Applications to Radar and Scattering

Abstract

In this chapter we propose an application of electromagnetic wavelets to radar signal analysis and electromagnetic scattering. The goal in radar, as well as in sonar and other remote sensing, is to obtain information about objects (e.g., the location and velocity of an airplane) by analyzing waves (electromagnetic or acoustic) reflected from these objects, much as visual information is obtained by analyzing reflected electromagnetic waves in the visible spectrum. The location of an object can be obtained by measuring the time delay ז between an outgoing signal and its echo. Furthermore, the motion of the object produces a Doppler effect in the echo amounting to a time scaling, where the scale factor s is in one-to-one correspondence with the object's velocity. The wideband ambiguity function is the correlation between the echo and an arbitrarily time-delayed and scaled version of the outgoing signal.
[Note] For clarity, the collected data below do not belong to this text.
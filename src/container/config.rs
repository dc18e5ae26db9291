//! Container configuration builders.
//!
//! Provides a fluent API for building session container configurations.

use crate::container::{ContainerError, Result};
use bollard::service::HostConfig;
use std::collections::HashMap;

/// Container configuration builder.
pub struct ContainerConfigBuilder {
    image: Option<String>,
    cmd: Option<Vec<String>>,
    working_dir: Option<String>,
    env: Vec<String>,
    labels: HashMap<String, String>,
    binds: Vec<String>,
    auto_remove: bool,
}

impl Default for ContainerConfigBuilder {
    fn default() -> Self {
        Self::new()
    }
}

impl ContainerConfigBuilder {
    /// Create a new container configuration builder.
    pub fn new() -> Self {
        Self {
            image: None,
            cmd: None,
            working_dir: None,
            env: Vec::new(),
            labels: HashMap::new(),
            binds: Vec::new(),
            auto_remove: false,
        }
    }

    /// Set the container image.
    pub fn image<S: Into<String>>(mut self, image: S) -> Self {
        self.image = Some(image.into());
        self
    }

    /// Set the command to run in the container.
    pub fn cmd<I, S>(mut self, cmd: I) -> Self
    where
        I: IntoIterator<Item = S>,
        S: Into<String>,
    {
        self.cmd = Some(cmd.into_iter().map(|s| s.into()).collect());
        self
    }

    /// Set the working directory in the container.
    pub fn working_dir<S: Into<String>>(mut self, dir: S) -> Self {
        self.working_dir = Some(dir.into());
        self
    }

    /// Add an environment variable.
    pub fn env<K: Into<String>, V: Into<String>>(mut self, key: K, value: V) -> Self {
        self.env.push(format!("{}={}", key.into(), value.into()));
        self
    }

    /// Add a label to the container.
    pub fn label<K: Into<String>, V: Into<String>>(mut self, key: K, value: V) -> Self {
        self.labels.insert(key.into(), value.into());
        self
    }

    /// Add a volume bind mount (host_path:container_path[:mode]).
    pub fn bind<S: Into<String>>(mut self, bind: S) -> Self {
        self.binds.push(bind.into());
        self
    }

    /// Let the runtime delete the container as soon as it stops.
    pub fn auto_remove(mut self, enable: bool) -> Self {
        self.auto_remove = enable;
        self
    }

    /// Build the container configuration.
    ///
    /// # Errors
    ///
    /// Returns error if the image is missing or empty.
    pub fn build(self) -> Result<ContainerConfig> {
        let image = self
            .image
            .filter(|image| !image.trim().is_empty())
            .ok_or_else(|| ContainerError::ConfigError("Image is required".to_string()))?;

        let host_config = HostConfig {
            binds: if self.binds.is_empty() {
                None
            } else {
                Some(self.binds)
            },
            auto_remove: Some(self.auto_remove),
            ..Default::default()
        };

        Ok(ContainerConfig {
            image,
            cmd: self.cmd,
            working_dir: self.working_dir,
            env: if self.env.is_empty() {
                None
            } else {
                Some(self.env)
            },
            labels: if self.labels.is_empty() {
                None
            } else {
                Some(self.labels)
            },
            host_config,
        })
    }
}

/// Container configuration.
#[derive(Debug, Clone)]
pub struct ContainerConfig {
    /// Image name
    pub image: String,
    /// Command to run
    pub cmd: Option<Vec<String>>,
    /// Working directory
    pub working_dir: Option<String>,
    /// Environment variables
    pub env: Option<Vec<String>>,
    /// Labels
    pub labels: Option<HashMap<String, String>>,
    /// Host configuration
    pub host_config: HostConfig,
}

impl ContainerConfig {
    /// Create a new configuration builder.
    pub fn builder() -> ContainerConfigBuilder {
        ContainerConfigBuilder::new()
    }

    /// Get the image name.
    pub fn image(&self) -> &str {
        &self.image
    }

    /// Get the working directory.
    pub fn working_dir(&self) -> Option<&str> {
        self.working_dir.as_deref()
    }

    /// Get the bind mounts.
    pub fn binds(&self) -> &[String] {
        self.host_config.binds.as_deref().unwrap_or_default()
    }
}

#[cfg(test)]
mod tests {
    use super::*;

    #[test]
    fn test_basic_config() {
        let config = ContainerConfig::builder()
            .image("alpine:latest")
            .cmd(vec!["tail", "-f", "/dev/null"])
            .working_dir("/workspace")
            .build()
            .unwrap();

        assert_eq!(config.image(), "alpine:latest");
        assert_eq!(config.working_dir(), Some("/workspace"));
        assert_eq!(config.host_config.auto_remove, Some(false));
    }

    #[test]
    fn test_labels_and_env() {
        let config = ContainerConfig::builder()
            .image("alpine:latest")
            .env("FOO", "bar")
            .label("sandbox-server.managed", "true")
            .build()
            .unwrap();

        assert_eq!(config.env.unwrap(), vec!["FOO=bar".to_string()]);
        assert_eq!(
            config.labels.unwrap().get("sandbox-server.managed"),
            Some(&"true".to_string())
        );
    }

    #[test]
    fn test_volume_binds() {
        let config = ContainerConfig::builder()
            .image("alpine:latest")
            .bind("/host/path:/workspace:rw")
            .auto_remove(true)
            .build()
            .unwrap();

        assert_eq!(config.binds(), &["/host/path:/workspace:rw".to_string()]);
        assert_eq!(config.host_config.auto_remove, Some(true));
    }

    #[test]
    fn test_missing_image_error() {
        let result = ContainerConfig::builder().cmd(vec!["echo"]).build();
        assert!(matches!(result, Err(ContainerError::ConfigError(_))));

        let result = ContainerConfig::builder().image("  ").build();
        assert!(matches!(result, Err(ContainerError::ConfigError(_))));
    }
}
It is a maximum when the time delay and scaling factor best match those of the echo. This allows a determination of s and ז, which then give the approximate location and velocity of the object. The wideband ambiguity function is, in fact, nothing but the continuous wavelet transform of the echo, with the outgoing signal as a mother wavelet! When the outgoing signal occupies a narrow frequency band around a high carrier frequency, the Doppler effect can be approximated by a uniform frequency shift. The wideband ambiguity function then reduces to the narrow band ambiguity function, which depends on the time delay and the frequency shift. This is essentially the windowed Fourier transform of the echo, with the outgoing signal as a basic window. The ideas of Chapters 2 and 3 therefore apply naturally to the analysis of scalar-valued radar and sonar signals in one (time) dimension. But radar and sonar signals are actually waves in space as well as time. Therefore they are subject to the physical laws of propagation and scattering, unlike the unconstrained time signals analyzed in Chapters 2 and 3. Since the analytic signals of such waves are their wavelet transforms, it is natural to interpret the analytic signals as generalized, multidimensional wideband ambiguity functions. This idea forms the basis of Section 10.2.